Task: Please filter the data below down to the lines holding the string "Number".

Data provided:
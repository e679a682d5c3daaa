//! Convolutional reward network for (state, action) scoring
//!
//! This module implements the reward estimator: a convolutional network that
//! scores a topic-transition action against the current topic distribution.
//!
//! # Architecture
//!
//! ```text
//! Action: [batch, d, d]
//!   ↓ Reshape: [batch, 1, d, d]
//!   ↓ Conv2d(1→f1, k=k1, SAME) + ReLU
//!   ↓ Conv2d(f1→f2, k=k2, SAME) + ReLU
//!   ↓ Flatten: [batch, f2*d*d]
//!   ↓ Linear(f2*d*d → fc3_width) + ReLU (+ optional dropout)
//!   ↓ Concat with state [batch, d]: [batch, fc3_width + d]
//!   ↓ Linear(fc3_width + d → fc4_width) + ReLU (+ optional dropout)
//!   ↓ Linear(fc4_width → 1) + Tanh
//! Score: [batch, 1], every element in (-1, 1)
//! ```
//!
//! Both convolutions use stride 1 and same-size padding, so the spatial
//! dimensions stay `d × d` through the trunk. Dropout and L1+L2 weight decay
//! are optional and apply only to the `fc3`/`fc4` stages, never to the head.
//! Weight-decay penalties are not folded into the forward pass: the training
//! harness collects them from [`RewardNetwork::weight_penalties`] and adds
//! them to its loss.
//!
//! # Example
//!
//! ```rust
//! use reward_net::net::{default_device, InferenceBackend, RewardNetConfig};
//! use burn::tensor::Tensor;
//!
//! let device = default_device();
//! let config = RewardNetConfig::new(15);
//! let network = config.init::<InferenceBackend>(&device);
//!
//! // Score a batch of 4 (state, action) pairs
//! let state = Tensor::zeros([4, 15], &device);
//! let action = Tensor::zeros([4, 15, 15], &device);
//! let score = network.forward(state, action);
//!
//! assert_eq!(score.dims(), [4, 1]);
//! ```

use burn::{
    module::{Ignored, Module},
    nn::{
        conv::{Conv2d, Conv2dConfig},
        Dropout, DropoutConfig, Linear, LinearConfig, PaddingConfig2d,
    },
    tensor::{
        activation::{relu, tanh},
        backend::Backend,
        Tensor,
    },
};
use serde::{Deserialize, Serialize};

use super::penalty::{l1_l2_penalty, WeightDecay};

/// Configuration for the reward network
///
/// Field defaults match the shipped reward estimator: a 15-topic model with
/// a 1-filter 5×5 convolution followed by a 2-filter 3×3 convolution and
/// narrow dense reductions. Dropout and weight decay are off unless engaged
/// through [`with_dropout`](Self::with_dropout) and
/// [`with_weight_decay`](Self::with_weight_decay).
#[derive(Debug, Clone, PartialEq, Serialize, Deserialize)]
pub struct RewardNetConfig {
    /// Number of topics `d`; states are `[batch, d]`, actions `[batch, d, d]`
    pub topics: usize,

    /// Number of filters in the first convolution
    ///
    /// Default: 1
    pub conv1_filters: usize,

    /// Kernel side length of the first convolution (must be odd)
    ///
    /// Default: 5
    pub conv1_kernel: usize,

    /// Number of filters in the second convolution
    ///
    /// Default: 2
    pub conv2_filters: usize,

    /// Kernel side length of the second convolution (must be odd)
    ///
    /// Default: 3
    pub conv2_kernel: usize,

    /// Width of the dense reduction over the flattened convolution output
    ///
    /// Default: 8
    pub fc3_width: usize,

    /// Width of the dense reduction after concatenating the state
    ///
    /// Default: 4
    pub fc4_width: usize,

    /// Fraction of `fc3`/`fc4` activations to drop during training
    ///
    /// `None` disables dropout. Active only under an autodiff backend;
    /// inference backends pass activations through unchanged.
    ///
    /// Default: `None`
    pub dropout: Option<f64>,

    /// L1+L2 penalty coefficients for the `fc3`/`fc4` weights
    ///
    /// `None` disables weight decay. The head is never penalized.
    ///
    /// Default: `None`
    pub weight_decay: Option<WeightDecay>,
}

impl RewardNetConfig {
    /// Customary dropout fraction for the regularized variants
    pub const DEFAULT_DROPOUT: f64 = 0.4;

    /// Create a configuration with the default architecture for `topics`
    pub fn new(topics: usize) -> Self {
        Self {
            topics,
            conv1_filters: 1,
            conv1_kernel: 5,
            conv2_filters: 2,
            conv2_kernel: 3,
            fc3_width: 8,
            fc4_width: 4,
            dropout: None,
            weight_decay: None,
        }
    }

    /// Enable dropout on the `fc3`/`fc4` stages
    pub fn with_dropout(mut self, prob: f64) -> Self {
        self.dropout = Some(prob);
        self
    }

    /// Enable L1+L2 weight decay on the `fc3`/`fc4` weights
    pub fn with_weight_decay(mut self, decay: WeightDecay) -> Self {
        self.weight_decay = Some(decay);
        self
    }

    /// Validate hyperparameter ranges
    ///
    /// Returns `Ok(())` if all parameters are in valid ranges, `Err(String)`
    /// with an error message otherwise. Shape agreement between actual input
    /// tensors is not checked here; mismatches surface from the tensor ops.
    pub fn validate(&self) -> Result<(), String> {
        if self.topics == 0 {
            return Err("topics must be at least 1".to_string());
        }

        if self.conv1_filters == 0 {
            return Err("conv1_filters must be at least 1".to_string());
        }

        if self.conv2_filters == 0 {
            return Err("conv2_filters must be at least 1".to_string());
        }

        if self.conv1_kernel == 0 || self.conv1_kernel % 2 == 0 {
            return Err(format!(
                "conv1_kernel must be odd for same-size padding, got {}",
                self.conv1_kernel
            ));
        }

        if self.conv2_kernel == 0 || self.conv2_kernel % 2 == 0 {
            return Err(format!(
                "conv2_kernel must be odd for same-size padding, got {}",
                self.conv2_kernel
            ));
        }

        if self.conv1_kernel > self.topics {
            return Err(format!(
                "conv1_kernel ({}) cannot exceed the action matrix side ({})",
                self.conv1_kernel, self.topics
            ));
        }

        if self.conv2_kernel > self.topics {
            return Err(format!(
                "conv2_kernel ({}) cannot exceed the action matrix side ({})",
                self.conv2_kernel, self.topics
            ));
        }

        if self.fc3_width == 0 {
            return Err("fc3_width must be at least 1".to_string());
        }

        if self.fc4_width == 0 {
            return Err("fc4_width must be at least 1".to_string());
        }

        if let Some(prob) = self.dropout {
            if !(0.0..1.0).contains(&prob) {
                return Err(format!("dropout must be in [0, 1), got {}", prob));
            }
        }

        if let Some(decay) = self.weight_decay {
            decay.validate()?;
        }

        Ok(())
    }

    /// Initialize a reward network from this configuration
    ///
    /// Each call creates fresh, independent parameters; two networks built
    /// from the same configuration never share weights.
    pub fn init<B: Backend>(&self, device: &B::Device) -> RewardNetwork<B> {
        // Same-size padding with stride 1 keeps the trunk at d × d, so the
        // flattened width is known from the configuration alone.
        let flattened_dim = self.conv2_filters * self.topics * self.topics;

        RewardNetwork {
            conv1: Conv2dConfig::new(
                [1, self.conv1_filters],
                [self.conv1_kernel, self.conv1_kernel],
            )
            .with_padding(PaddingConfig2d::Same)
            .init(device),
            conv2: Conv2dConfig::new(
                [self.conv1_filters, self.conv2_filters],
                [self.conv2_kernel, self.conv2_kernel],
            )
            .with_padding(PaddingConfig2d::Same)
            .init(device),
            fc3: LinearConfig::new(flattened_dim, self.fc3_width).init(device),
            fc4: LinearConfig::new(self.fc3_width + self.topics, self.fc4_width).init(device),
            out: LinearConfig::new(self.fc4_width, 1).init(device),
            dropout: self.dropout.map(|prob| DropoutConfig::new(prob).init()),
            weight_decay: Ignored(self.weight_decay),
        }
    }
}

impl Default for RewardNetConfig {
    fn default() -> Self {
        Self::new(15)
    }
}

/// Convolutional reward network
///
/// Scores a batch of (state, action) pairs with a tanh-bounded scalar per
/// pair. Generic over the backend: use an autodiff backend for training
/// (which also activates dropout, when configured) and a plain backend for
/// deterministic inference.
#[derive(Module, Debug)]
pub struct RewardNetwork<B: Backend> {
    /// First convolution over the single-channel action matrix
    conv1: Conv2d<B>,
    /// Second convolution over the first stage's feature maps
    conv2: Conv2d<B>,
    /// Dense reduction of the flattened convolution output
    fc3: Linear<B>,
    /// Dense reduction after concatenating the state vector
    fc4: Linear<B>,
    /// Scalar output head
    out: Linear<B>,
    /// Dropout applied after `fc3` and `fc4`, when configured
    dropout: Option<Dropout>,
    /// Penalty coefficients for `weight_penalties`, when configured
    weight_decay: Ignored<Option<WeightDecay>>,
}

impl<B: Backend> RewardNetwork<B> {
    /// Forward pass through the network
    ///
    /// # Arguments
    ///
    /// * `state` - Tensor with shape `[batch, d]`, the topic distribution
    /// * `action` - Tensor with shape `[batch, d, d]`, the transition matrix
    ///
    /// Both inputs must agree on the batch size and on `d`; disagreements
    /// panic inside the tensor ops.
    ///
    /// # Returns
    ///
    /// Tensor with shape `[batch, 1]`, every element in (-1, 1).
    pub fn forward(&self, state: Tensor<B, 2>, action: Tensor<B, 3>) -> Tensor<B, 2> {
        // Add the channel dimension: [batch, d, d] → [batch, 1, d, d]
        let [batch_size, height, width] = action.dims();
        let x = action.reshape([batch_size, 1, height, width]);

        let x = relu(self.conv1.forward(x));
        // After conv1: [batch, f1, d, d]

        let x = relu(self.conv2.forward(x));
        // After conv2: [batch, f2, d, d]

        // Flatten: [batch, f2, d, d] → [batch, f2*d*d]
        let [batch_size, channels, height, width] = x.dims();
        let x = x.reshape([batch_size, channels * height * width]);

        let x = relu(self.fc3.forward(x));
        let x = self.apply_dropout(x);
        // After fc3: [batch, fc3_width]

        // Join the convolved action features with the raw state vector
        let x = Tensor::cat(vec![x, state], 1);
        // After concat: [batch, fc3_width + d]

        let x = relu(self.fc4.forward(x));
        let x = self.apply_dropout(x);
        // After fc4: [batch, fc4_width]

        // Bounded scalar head
        tanh(self.out.forward(x))
    }

    /// L1+L2 penalty terms for the regularized dense stages
    ///
    /// Returns one term per penalized layer (`fc3`, `fc4`), or an empty list
    /// when the network was configured without weight decay. The training
    /// harness sums these into its loss; the forward pass never includes
    /// them.
    pub fn weight_penalties(&self) -> Vec<Tensor<B, 1>> {
        match self.weight_decay.0 {
            Some(decay) => vec![
                l1_l2_penalty(&self.fc3, decay),
                l1_l2_penalty(&self.fc4, decay),
            ],
            None => Vec::new(),
        }
    }

    fn apply_dropout(&self, x: Tensor<B, 2>) -> Tensor<B, 2> {
        match &self.dropout {
            Some(dropout) => dropout.forward(x),
            None => x,
        }
    }
}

Answer for the task:
    /// Number of topics `d`; states are `[batch, d]`, actions `[batch, d, d]`
    /// Number of filters in the first convolution
    /// Number of filters in the second convolution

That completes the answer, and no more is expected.